Food industry connections have also been an integral part of the operation, with the kitchens of Chef Ed Bugia of Mimi & Bros, Hola Bombon, ECHOstore coming together to support on different days of the week. It has also become a way to help restaurants whose businesses have been affected by ECQ. The partnership has proven to be mutually beneficial for everyone involved in more ways than one.
Almost two months into the ECQ and Frontline Feeders PH, Juan has already settled into a routine of checking chat groups, scheduling food and truck routes for pickups and deliveries, planning logistics for the roving kitchen, and checking pantry and warehouse supplies. After-work hours involves updating on donations before settling in for the next day.
Frontline Feeders PH is undoubtedly the longest running feeding operation to date, and shows no signs of slowing down, although Juan admits that there are plans to gently wean their hospital “babies,” as they shift focus to COVID referral centers. “We are in the process of calling our hospitals and kitchens, checking requirements of each hospital and the capacity of kitchens to provide meals.” This is critical as restaurants will also be slowly returning to operational status with the onset of the slightly more relaxed general community quarantine or GCQ. “We will connect them so they can liaise with each other directly. We will still accept donations, but resource allocation will prioritize COVID-referral centers.”

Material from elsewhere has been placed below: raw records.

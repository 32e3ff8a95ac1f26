// Home-screen projection of the save plus league reference data.

use serde::Serialize;

use crate::league::LeagueDb;
use crate::save::{LeaguePhase, NewsItem, SaveData, TimelineStep};
use crate::timeline::can_advance;

#[derive(Debug, Clone, PartialEq, Eq, Serialize)]
#[serde(rename_all = "camelCase")]
pub struct Cta {
    pub label: &'static str,
    pub route: &'static str,
}

const fn cta(label: &'static str, route: &'static str) -> Cta {
    Cta { label, route }
}

#[derive(Debug, Clone, PartialEq, Eq, Serialize)]
#[serde(rename_all = "camelCase")]
pub struct TeamSummary {
    pub name: String,
    pub abbrev: String,
    pub avg_ovr: u32,
    pub roster_size: usize,
}

#[derive(Debug, Clone, PartialEq, Serialize)]
#[serde(rename_all = "camelCase")]
pub struct HubViewModel {
    pub phase_label: String,
    pub step_label: &'static str,
    pub can_advance: bool,
    pub primary_cta: Cta,
    pub secondary_ctas: Vec<Cta>,
    pub team_summary: Option<TeamSummary>,
    pub news: Vec<NewsItem>,
}

fn phase_label(save: &SaveData) -> String {
    match save.league.phase {
        LeaguePhase::RegularSeason => "Regular Season".to_string(),
        LeaguePhase::Offseason => format!("Offseason {}", save.league.season),
    }
}

fn primary_cta(step: TimelineStep) -> Cta {
    match step {
        TimelineStep::StaffBuild => cta("Build Your Staff", "/staff"),
        TimelineStep::OrgStrategyMeeting => cta("Run Strategy Meeting", "/staff-meeting"),
        TimelineStep::DraftDay => cta("Open Draft War Room", "/draft"),
        _ => cta("Manage Team", "/roster"),
    }
}

fn team_summary(team_id: &str, league: &LeagueDb) -> TeamSummary {
    let roster = league.roster(team_id);
    let avg_ovr = if roster.is_empty() {
        0
    } else {
        let total: u32 = roster.iter().map(|p| p.ovr).sum();
        (f64::from(total) / roster.len() as f64).round() as u32
    };

    TeamSummary {
        name: league.team_display_name(team_id),
        abbrev: league.team_abbrev(team_id).to_string(),
        avg_ovr,
        roster_size: roster.len(),
    }
}

/// Everything the home screen shows, derived without side effects.
pub fn select_hub_view_model(save: &SaveData, league: &LeagueDb) -> HubViewModel {
    let step = save.timeline.current_step;
    HubViewModel {
        phase_label: phase_label(save),
        step_label: step.label(),
        can_advance: can_advance(save),
        primary_cta: primary_cta(step),
        secondary_ctas: vec![
            cta("Roster", "/roster"),
            cta("Staff", "/staff"),
            cta("Draft", "/draft"),
        ],
        team_summary: save
            .user_team_id
            .as_deref()
            .map(|team_id| team_summary(team_id, league)),
        news: save.news.clone(),
    }
}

Kindness and caring come in many forms, as we have seen over these past few weeks. Juan has witnessed this in the many ways that people have reached out, from small cash donations and sharing posts, to increased awareness of their activities. “A lot of people want to help but don’t know how. Or they may want to only work with groups or people they know,” she remarks. “You can simply share how to help. People may think that they are not doing much, but more than the act of feeding is the boost to the morale of our frontliners.” Giving them that needed lift can make a world of difference for frontliners and the patients they care for.